■ **REQUIRED WORK**:
Reproduce exactly, and only, the lines running from the start of the entries below to the line containing "configured binaries are".

■ **RECORD SET**:
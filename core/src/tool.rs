//! Locating the nmap binary and checking its version.
//!
//! The binary found through `PATH` (or the well-known install locations) is
//! probed once per process and cached. Explicitly configured binaries are
//! probed every time a scanner is built for them.

use std::fmt;
use std::path::{Path, PathBuf};
use std::process::Stdio;
use std::sync::OnceLock;
use std::time::Duration;

use regex::Regex;
use serde::{Deserialize, Serialize};
use tokio::process::Command;
use tokio::sync::OnceCell;
use tokio::time::timeout;
use tracing::debug;

use crate::error::{Error, Result};

/// Oldest nmap release whose XML output this crate understands.
pub const MINIMUM_VERSION: ToolVersion = ToolVersion::new(7, 0, 0);

/// Install locations checked after `PATH`.
const NMAP_PATHS: &[&str] = &[
    "/opt/homebrew/bin/nmap", // Apple Silicon
    "/usr/local/bin/nmap",    // Intel Mac / Homebrew / source builds
    "/usr/bin/nmap",          // System
    "/snap/bin/nmap",
];

#[cfg(windows)]
const BINARY_NAME: &str = "nmap.exe";
#[cfg(not(windows))]
const BINARY_NAME: &str = "nmap";

/// Timeout for `nmap --version`.
const VERSION_TIMEOUT: Duration = Duration::from_secs(10);

static DEFAULT_TOOL: OnceCell<ToolInfo> = OnceCell::const_new();

// ============================================================================
// ToolVersion
// ============================================================================

/// A parsed `major.minor[.patch]` nmap version.
#[derive(Debug, Clone, Copy, PartialEq, Eq, PartialOrd, Ord, Hash, Serialize, Deserialize)]
pub struct ToolVersion {
    pub major: u32,
    pub minor: u32,
    pub patch: u32,
}

impl ToolVersion {
    pub const fn new(major: u32, minor: u32, patch: u32) -> Self {
        Self {
            major,
            minor,
            patch,
        }
    }

    /// Extract the version from `nmap --version` output.
    ///
    /// Expected format:
    /// ```text
    /// Nmap version 7.94SVN ( https://nmap.org )
    /// Platform: x86_64-pc-linux-gnu
    /// ```
    pub fn parse(output: &str) -> Option<Self> {
        static VERSION_RE: OnceLock<Regex> = OnceLock::new();
        let re = VERSION_RE.get_or_init(|| {
            Regex::new(r"Nmap version (\d+)\.(\d+)(?:\.(\d+))?").expect("valid version regex")
        });

        let caps = re.captures(output)?;
        let major = caps[1].parse().ok()?;
        let minor = caps[2].parse().ok()?;
        let patch = match caps.get(3) {
            Some(m) => m.as_str().parse().ok()?,
            None => 0,
        };
        Some(Self::new(major, minor, patch))
    }
}

impl fmt::Display for ToolVersion {
    fn fmt(&self, f: &mut fmt::Formatter<'_>) -> fmt::Result {
        if self.patch == 0 {
            write!(f, "{}.{:02}", self.major, self.minor)
        } else {
            write!(f, "{}.{:02}.{}", self.major, self.minor, self.patch)
        }
    }
}

// ============================================================================
// ToolInfo
// ============================================================================

/// A located and version-checked nmap binary.
#[derive(Debug, Clone, PartialEq, Eq, Serialize, Deserialize)]
pub struct ToolInfo {
    /// Path the binary is executed from.
    pub path: PathBuf,
    /// Parsed version.
    pub version: ToolVersion,
    /// First line of `nmap --version`.
    pub banner: String,
}

/// Resolve and validate the nmap binary.
///
/// With `binary` set, that binary is probed and nothing is cached. A bare
/// name such as `nmap` is looked up on `PATH`; a path with a directory part
/// is used as given. Otherwise the default binary is discovered and cached
/// for the process lifetime after the first successful probe.
pub async fn resolve(binary: Option<&Path>) -> Result<ToolInfo> {
    match binary {
        Some(path) => probe(&locate(path)?).await,
        None => DEFAULT_TOOL
            .get_or_try_init(|| async {
                let path = find_nmap()?;
                probe(&path).await
            })
            .await
            .cloned(),
    }
}

/// Search `PATH` and the well-known install locations for nmap.
pub fn find_nmap() -> Result<PathBuf> {
    first_executable(candidate_paths())
}

fn locate(binary: &Path) -> Result<PathBuf> {
    if is_bare_name(binary) {
        locate_in(binary, &path_dirs())
    } else {
        Ok(binary.to_path_buf())
    }
}

fn locate_in(name: &Path, dirs: &[PathBuf]) -> Result<PathBuf> {
    first_executable(dirs.iter().map(|dir| dir.join(name)).collect())
}

/// `nmap` rather than `./nmap` or `/usr/bin/nmap`.
fn is_bare_name(path: &Path) -> bool {
    !path.as_os_str().is_empty() && path.parent() == Some(Path::new(""))
}

fn first_executable(candidates: Vec<PathBuf>) -> Result<PathBuf> {
    candidates
        .iter()
        .find(|path| is_executable(path))
        .cloned()
        .ok_or(Error::ToolNotFound {
            searched: candidates,
        })
}

fn path_dirs() -> Vec<PathBuf> {
    std::env::var_os("PATH")
        .map(|path| std::env::split_paths(&path).collect())
        .unwrap_or_default()
}

fn candidate_paths() -> Vec<PathBuf> {
    let mut paths: Vec<PathBuf> = path_dirs()
        .into_iter()
        .map(|dir| dir.join(BINARY_NAME))
        .collect();

    for fallback in NMAP_PATHS {
        let fallback = PathBuf::from(fallback);
        if !paths.contains(&fallback) {
            paths.push(fallback);
        }
    }
    paths
}

#[cfg(unix)]
fn is_executable(path: &Path) -> bool {
    use std::os::unix::fs::PermissionsExt;

    std::fs::metadata(path)
        .map(|meta| meta.is_file() && meta.permissions().mode() & 0o111 != 0)
        .unwrap_or(false)
}

#[cfg(not(unix))]
fn is_executable(path: &Path) -> bool {
    path.is_file()
}

/// Run `<path> --version` and check the result against [`MINIMUM_VERSION`].
async fn probe(path: &Path) -> Result<ToolInfo> {
    if !is_executable(path) {
        return Err(Error::ToolNotFound {
            searched: vec![path.to_path_buf()],
        });
    }

    let result = timeout(VERSION_TIMEOUT, async {
        Command::new(path)
            .arg("--version")
            .stdin(Stdio::null())
            .stdout(Stdio::piped())
            .stderr(Stdio::piped())
            .kill_on_drop(true)
            .output()
            .await
    })
    .await;

    let output = match result {
        Ok(Ok(output)) => output,
        Ok(Err(e)) if e.kind() == std::io::ErrorKind::NotFound => {
            return Err(Error::ToolNotFound {
                searched: vec![path.to_path_buf()],
            })
        }
        Ok(Err(e)) => {
            return Err(Error::CommandFailed(format!(
                "Failed to run {} --version: {}",
                path.display(),
                e
            )))
        }
        Err(_) => {
            return Err(Error::CommandFailed(format!(
                "{} --version did not answer within {:?}",
                path.display(),
                VERSION_TIMEOUT
            )))
        }
    };

    let stdout = String::from_utf8_lossy(&output.stdout);
    let banner = stdout
        .lines()
        .find(|line| !line.trim().is_empty())
        .unwrap_or_default()
        .trim()
        .to_string();

    let version = ToolVersion::parse(&stdout).ok_or_else(|| Error::UnsupportedVersion {
        found: if banner.is_empty() {
            "<no version output>".to_string()
        } else {
            banner.clone()
        },
        minimum: MINIMUM_VERSION,
    })?;

    if version < MINIMUM_VERSION {
        return Err(Error::UnsupportedVersion {
            found: version.to_string(),
            minimum: MINIMUM_VERSION,
        });
    }

    debug!(path = %path.display(), %version, "nmap binary resolved");

    Ok(ToolInfo {
        path: path.to_path_buf(),
        version,
        banner,
    })
}
//! Error types for the nmapkit-core library.

use std::path::PathBuf;
use std::time::Duration;

use thiserror::Error;

use crate::tool::ToolVersion;

/// Result type alias for nmapkit operations.
pub type Result<T> = std::result::Result<T, Error>;

/// Errors that can occur while configuring, running, or parsing a scan.
#[derive(Error, Debug)]
pub enum Error {
    /// The nmap binary could not be located.
    #[error("nmap binary not found (searched: {})", display_paths(.searched))]
    ToolNotFound { searched: Vec<PathBuf> },

    /// The nmap binary reported a version older than the supported minimum,
    /// or a version string that could not be understood.
    #[error("Unsupported nmap version {found} (minimum {minimum})")]
    UnsupportedVersion { found: String, minimum: ToolVersion },

    /// Options were invalid or conflicted with each other.
    #[error("Invalid configuration: {0}")]
    InvalidConfiguration(String),

    /// The tool exited with a non-zero status.
    #[error("nmap exited with {}: {stderr}", display_code(.code))]
    ProcessExecution { code: Option<i32>, stderr: String },

    /// The output ended before the document was complete.
    #[error("Truncated output at byte {offset}: {context}")]
    TruncatedOutput { offset: u64, context: String },

    /// The output was structurally invalid.
    #[error("Malformed output at byte {offset} in <{element}>: {reason}")]
    MalformedOutput {
        offset: u64,
        element: String,
        reason: String,
    },

    /// The run was cancelled by the caller.
    #[error("Scan cancelled")]
    Cancelled,

    /// The run exceeded its configured timeout.
    #[error("Scan timed out after {0:?}")]
    Timeout(Duration),

    /// Failed to start the tool or its background tasks.
    #[error("Command execution failed: {0}")]
    CommandFailed(String),

    /// I/O error.
    #[error("I/O error: {0}")]
    Io(#[from] std::io::Error),

    /// JSON serialization/deserialization error.
    #[error("JSON error: {0}")]
    Json(#[from] serde_json::Error),

    /// Persisted configuration error.
    #[error("Configuration error: {0}")]
    Config(String),
}

impl Error {
    pub(crate) fn malformed(
        offset: u64,
        element: impl Into<String>,
        reason: impl Into<String>,
    ) -> Self {
        Error::MalformedOutput {
            offset,
            element: element.into(),
            reason: reason.into(),
        }
    }

    pub(crate) fn truncated(offset: u64, context: impl Into<String>) -> Self {
        Error::TruncatedOutput {
            offset,
            context: context.into(),
        }
    }

    /// Returns true for errors raised while reading the tool's output.
    pub fn is_parse_error(&self) -> bool {
        matches!(
            self,
            Error::TruncatedOutput { .. } | Error::MalformedOutput { .. }
        )
    }

    /// Returns true if the run was stopped by the caller or by its timeout.
    pub fn is_interrupted(&self) -> bool {
        matches!(self, Error::Cancelled | Error::Timeout(_))
    }
}

fn display_paths(paths: &[PathBuf]) -> String {
    if paths.is_empty() {
        return "nothing".to_string();
    }
    paths
        .iter()
        .map(|p| p.display().to_string())
        .collect::<Vec<_>>()
        .join(", ")
}

fn display_code(code: &Option<i32>) -> String {
    match code {
        Some(code) => format!("exit code {}", code),
        None => "a signal".to_string(),
    }
}

#[cfg(test)]
mod tests {
    use super::*;

    #[test]
    fn test_error_messages_carry_context() {
        let err = Error::ProcessExecution {
            code: Some(1),
            stderr: "Failed to resolve \"nope\".".to_string(),
        };
        assert_eq!(
            err.to_string(),
            "nmap exited with exit code 1: Failed to resolve \"nope\"."
        );

        let err = Error::malformed(42, "port", "portid out of range");
        assert_eq!(
            err.to_string(),
            "Malformed output at byte 42 in <port>: portid out of range"
        );
        assert!(err.is_parse_error());

        let err = Error::ToolNotFound {
            searched: vec![PathBuf::from("/usr/bin/nmap")],
        };
        assert!(err.to_string().contains("/usr/bin/nmap"));
    }

    #[test]
    fn test_interrupted() {
        assert!(Error::Cancelled.is_interrupted());
        assert!(Error::Timeout(Duration::from_secs(1)).is_interrupted());
        assert!(!Error::Config("x".into()).is_interrupted());
    }
}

■ **ANSWER SECTION**:
filename core/src/tool.rs
//! Locating the nmap binary and checking its version.
//!
//! The binary found through `PATH` (or the well-known install locations) is
//! probed once per process and cached. Explicitly configured binaries are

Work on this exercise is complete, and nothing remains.